Synchronization The top level on MySQL side, such
as .frm files and binary log files has to be synchronized with storage
engine transactions which require a lot of complications and performance
overhead. MySQL has to do several fsync() calls per transaction commit
to be on the safe side and still number of operations are not fully
safe – you can for example get .frm out of sync with internal data
dictionary if you crash at wrong time.
Transaction Support We have to deal with mix of
locks on high level as well as on storage engine internally. We have to
deal with different locking strategies storage engines may have and if
we venture into using cross storage engine transactions we’re up for a
lot of surprises.
Backup Cross storage engine backup is a pain
because they are so different. Some of them are distributed and some in
memory so even OS level approaches such as LVM backup may not work in
all cases. We also get into synchronization aspects making backup which
prevents from having hot backup in many cases.
Replication Support for different storage engines
is a pain in replication. To start we have to write second binary log
file when all transaction engines have their own !

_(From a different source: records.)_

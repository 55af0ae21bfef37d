//! Error types for the streams engine.
//!
//! The library reports failures through these enums; the binary wraps them in
//! `anyhow` at the edges.

use thiserror::Error;

/// Main engine error type
#[derive(Error, Debug)]
pub enum EngineError {
    #[error("topology error: {0}")]
    Topology(#[from] TopologyError),

    #[error("state store error: {0}")]
    Store(#[from] StoreError),

    #[error("event log error: {0}")]
    Log(#[from] LogError),

    #[error("configuration error: {0}")]
    Config(#[from] ConfigError),

    #[error("invalid event: {0}")]
    Validation(#[from] ValidationError),

    /// A record value did not match the payload a processor expects
    #[error("failed to decode record on '{topic}' at key '{key}': {source}")]
    Decode {
        topic: String,
        key: String,
        #[source]
        source: serde_json::Error,
    },

    #[error("serialization error: {0}")]
    Serialization(#[from] serde_json::Error),

    #[error("I/O error: {0}")]
    Io(#[from] std::io::Error),

    /// A worker stopped because one of its partitions could not continue
    #[error("worker {worker} failed: {reason}")]
    WorkerFailed { worker: usize, reason: String },
}

/// Raised while building or validating a topology
#[derive(Error, Debug, PartialEq, Eq)]
pub enum TopologyError {
    #[error("node name '{0}' is already in use")]
    DuplicateNode(String),

    #[error("node '{node}' names unknown parent '{parent}'")]
    UnknownParent { node: String, parent: String },

    #[error("node '{node}' cannot have a sink '{parent}' as parent")]
    SinkAsParent { node: String, parent: String },

    #[error("node '{0}' has no parents")]
    NoParents(String),

    #[error("topic '{0}' is already read by another source")]
    TopicAlreadySourced(String),

    #[error("processor '{processor}' uses unregistered store '{store}'")]
    UnknownStore { processor: String, store: String },

    #[error("store '{0}' is already registered")]
    DuplicateStore(String),

    #[error("store '{store}' is shared by processors in different sub-topologies")]
    StoreSpansSubTopologies { store: String },

    #[error("processor '{processor}' requires records keyed by '{required}' but receives '{actual}'")]
    KeyMismatch {
        processor: String,
        required: String,
        actual: String,
    },

    #[error(
        "processor '{processor}' requires partitioning by '{required}' but upstream '{upstream}' re-keyed without a repartition"
    )]
    MissingRepartition {
        processor: String,
        required: String,
        upstream: String,
    },

    #[error("topology has no sources")]
    Empty,
}

/// State store failures
#[derive(Error, Debug)]
pub enum StoreError {
    #[error("store '{0}' is not available to this processor")]
    NotConnected(String),

    #[error("failed to encode value for key '{key}' in store '{store}': {source}")]
    Encode {
        store: String,
        key: String,
        #[source]
        source: serde_json::Error,
    },

    #[error("corrupt value for key '{key}' in store '{store}': {source}")]
    Corrupt {
        store: String,
        key: String,
        #[source]
        source: serde_json::Error,
    },

    #[error("restore of store '{store}' partition {partition} failed: {reason}")]
    RestoreFailed {
        store: String,
        partition: u32,
        reason: String,
    },

    #[error("checkpoint I/O failed: {0}")]
    Checkpoint(#[from] std::io::Error),
}

/// Event log failures
#[derive(Error, Debug)]
pub enum LogError {
    #[error("topic '{0}' does not exist")]
    UnknownTopic(String),

    #[error("topic '{topic}' has no partition {partition}")]
    UnknownPartition { topic: String, partition: u32 },

    #[error("topic '{topic}' already exists with {existing} partitions, requested {requested}")]
    PartitionMismatch {
        topic: String,
        existing: u32,
        requested: u32,
    },

    #[error("log unavailable: {0}")]
    Unavailable(String),
}

/// Malformed input rejected at the producer boundary
#[derive(Error, Debug, PartialEq)]
pub enum ValidationError {
    #[error("{field} must not be blank")]
    Blank { field: &'static str },

    #[error("{field} must not be negative, got {value}")]
    Negative { field: &'static str, value: f64 },

    #[error("{field} must be a finite number")]
    NotFinite { field: &'static str },

    #[error("amountKes must be positive, got {0}")]
    NonPositiveAmount(String),
}

/// Invalid settings
#[derive(Error, Debug, PartialEq, Eq)]
pub enum ConfigError {
    #[error("{name} must be greater than zero")]
    Zero { name: &'static str },

    #[error("invalid value '{value}' for {name}: {reason}")]
    Invalid {
        name: &'static str,
        value: String,
        reason: String,
    },
}

pub type Result<T> = std::result::Result<T, EngineError>;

Quality Assurance Multiple storage engines are
much more complicated to test. And I believe multi-storage engine use is
really not tested very deeply. I’ve seen some tests being run for
different storage engines, but really this is not enough as MySQL allows
you using multiple storage engines in the query you need to test all
kinds of combination such as running multi-table update joining PBXT and
Innodb tables.
Operations Things like backup and monitoring
becomes a lot more complicated plus you have to deal with balancing –
allocating resources to different storage engines and performance tuning
becomes more complicated.
Now what is interesting for probably 95% of applications single storage engine would be good enough. In fact people already do not love to mix multiple storage engines very actively because of potential complications involved.
Now lets think what we could have if we have a version of MySQL Server which drops everything but Innodb Storage engine (it could be NDB, PBXT etc, it does not matter).
We could save a lot of CPU cycles by having storage format same as processing format. We could tune Optimizer to handle Innodb specifics well. We could get rid of SQL level table locks and using Innodb internal data dictionary instead of Innodb files. We would use Innodb transactional log for replication (which could be extended a bit for this purpose). Finally backup can be done in truly hot way without nasty “FLUSH TABLE WITH READLOCK” and hoping nobody is touching “mysql” database any more. Single Storage Engine server would be also a lot easier to test and operate.
This also would not mean one has to give up flexibility completely, for example one can imagine having Innodb tables which do not log the changes, hence being faster for update operations. One could also lock them in memory to ensure predictable in memory performance.
(Note: Opinions expressed in this article and its replies are the opinions of their respective authors and not those of DZone, Inc.)





Comments
Nicolas Jouve replied on Mon, 2010/05/10 - 11:20am
I do agree completely with this.
And infact, I even think that "multiple storage engines" is not a selling point but has been instead a big marketing error , as the image people have of MySQL is very confused due to the fact that people do not necessarily talk about the "same MySQL".
Michael Eric replied on Wed, 2012/01/25 - 11:46am
I think this is exactly the reasoning why PostgreSQL only has one storage engine to rule them all.
It seems like the Drizzle project is trying to address a lot of these types of performance issues, but they are keeping support for pluggable storage engines (MyISAM notably absent) and even extending it. I wonder what their take on those issues is, or if they are able to get around some of them (perhaps by rigidly defining how a storage engine must behave/store data to avoid the copying issues?). If anyone has some insight I’d love to hear it.